July 22nd, 2016 08:00

Thanks, this is on a CX4-240, I have 2 DAE's with the 2TB SATA drives, one on each bus.

Given the math above, I should be happy im peaking around 600MB/s, as I should expect only half that.

The array itself has 4x 8GBit FC ports (2 on each SP), so I was thinking I could get about 3.2GByte/sec out from the array, but I wasn't expecting that much because I know the SATA is slower and only have 2 DAE's with SATA.

4.5K Posts

July 22nd, 2016 08:00

Remember that the disks control the ultimate performance on the array. Also, with a 14+1 Raid 5 that if two disks fail you could lose all data (double faulted raid group). With SATA disks, EMC recommends using Raid 6 to protect against a two disk failure and the more disks you have in a raid group the higher the risk of more than one disk failing.
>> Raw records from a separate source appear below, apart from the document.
//! Agent Gateway port
//!
//! Uniform call interface to the external role functions. Implementations
//! are stateless request/response adapters: no retries, no caching, and any
//! failure is returned immediately as a `PortError`.
//!
//! # Usage
//!
//! ```rust,ignore
//! use domain_arbitration::{AgentGateway, WorkflowController, WorkflowConfig};
//! use std::sync::Arc;
//!
//! let gateway: Arc<dyn AgentGateway> = Arc::new(HttpAgentGateway::new(config)?);
//! let controller = WorkflowController::new(gateway, WorkflowConfig::default());
//! ```

use std::fmt;

use async_trait::async_trait;
use serde::{Deserialize, Serialize};

use core_kernel::{DomainPort, PortError};

/// The external role behind a gateway call
#[derive(Debug, Clone, Copy, PartialEq, Eq, Hash, Serialize, Deserialize)]
#[serde(rename_all = "snake_case")]
pub enum AgentRole {
    Builder,
    InsuranceReviewer,
    Judge,
    DoctorAppeal,
    InsuranceCounter,
}

impl AgentRole {
    pub const ALL: [AgentRole; 5] = [
        AgentRole::Builder,
        AgentRole::InsuranceReviewer,
        AgentRole::Judge,
        AgentRole::DoctorAppeal,
        AgentRole::InsuranceCounter,
    ];

    /// Gateway operation name, used in logs and timeout errors
    pub fn operation(self) -> &'static str {
        match self {
            AgentRole::Builder => "build_claim",
            AgentRole::InsuranceReviewer => "review_claim",
            AgentRole::Judge => "judge",
            AgentRole::DoctorAppeal => "doctor_appeal",
            AgentRole::InsuranceCounter => "insurance_counter",
        }
    }

    pub fn as_str(self) -> &'static str {
        match self {
            AgentRole::Builder => "builder",
            AgentRole::InsuranceReviewer => "insurance_reviewer",
            AgentRole::Judge => "judge",
            AgentRole::DoctorAppeal => "doctor_appeal",
            AgentRole::InsuranceCounter => "insurance_counter",
        }
    }
}

impl fmt::Display for AgentRole {
    fn fmt(&self, f: &mut fmt::Formatter<'_>) -> fmt::Result {
        f.write_str(self.as_str())
    }
}

/// Port to the role functions of the arbitration process.
///
/// Each method returns the role's raw textual payload (normally JSON).
/// From the controller's perspective every call is a pure function of its
/// arguments.
#[async_trait]
pub trait AgentGateway: DomainPort {
    /// Builder role: drafts the claim from the case inputs
    async fn build_claim(
        &self,
        patient_id: &str,
        procedure_code: &str,
        clinical_notes: &str,
    ) -> Result<String, PortError>;

    /// Insurance reviewer role: builds the insurer's case against the claim
    async fn review_claim(&self, claim: &str, procedure_code: &str) -> Result<String, PortError>;

    /// Judge role: rules on the claim given both sides
    async fn judge(
        &self,
        claim: &str,
        insurance_case: &str,
        patient_id: &str,
        procedure_code: &str,
    ) -> Result<String, PortError>;

    /// Doctor side of an appeal round
    async fn doctor_appeal(
        &self,
        claim: &str,
        insurance_case: &str,
        judge_decision: &str,
        round: u8,
    ) -> Result<String, PortError>;

    /// Insurer side of an appeal round
    async fn insurance_counter(
        &self,
        doctor_appeal: &str,
        insurance_case: &str,
        round: u8,
    ) -> Result<String, PortError>;
}

#[cfg(test)]
mod tests {
    use super::*;

    #[test]
    fn test_role_names_are_distinct() {
        let mut ops: Vec<_> = AgentRole::ALL.iter().map(|r| r.operation()).collect();
        ops.sort_unstable();
        ops.dedup();
        assert_eq!(ops.len(), AgentRole::ALL.len());
    }

    #[test]
    fn test_role_serde_matches_display() {
        for role in AgentRole::ALL {
            let json = serde_json::to_string(&role).unwrap();
            assert_eq!(json, format!("\"{}\"", role));
        }
    }
}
With Raid 6 there is also higher raid penalty compared to Raid 5. The White paper talks about this.

glen

4.5K Posts

July 22nd, 2016 08:00

You didn't mention what model array you're using - it's helpful to know the array type as performance is different for each array and the different . The type of disk you're using is the 2TB SATA II disks. These are 7200 RPM disks and each disk can handle about 80 IOPS or about 8MB/s.

One simple way you can determine the performance capacity of the raid groups would be to multiple the number of disks in the raid group by the value you want to determine. If you want IOPS, then you would multiple 80 times the number of disks.

For example if you have a raid 5 with 5 disks (4+1) you would multiple 80 IOPS times 5 = 400 IOPS (this is approximate and is based on an IO size of 8KB, Random, 808/20 Read/Write).

If you use bandwidth, then use 8MB/s times 5  = 40MB/s.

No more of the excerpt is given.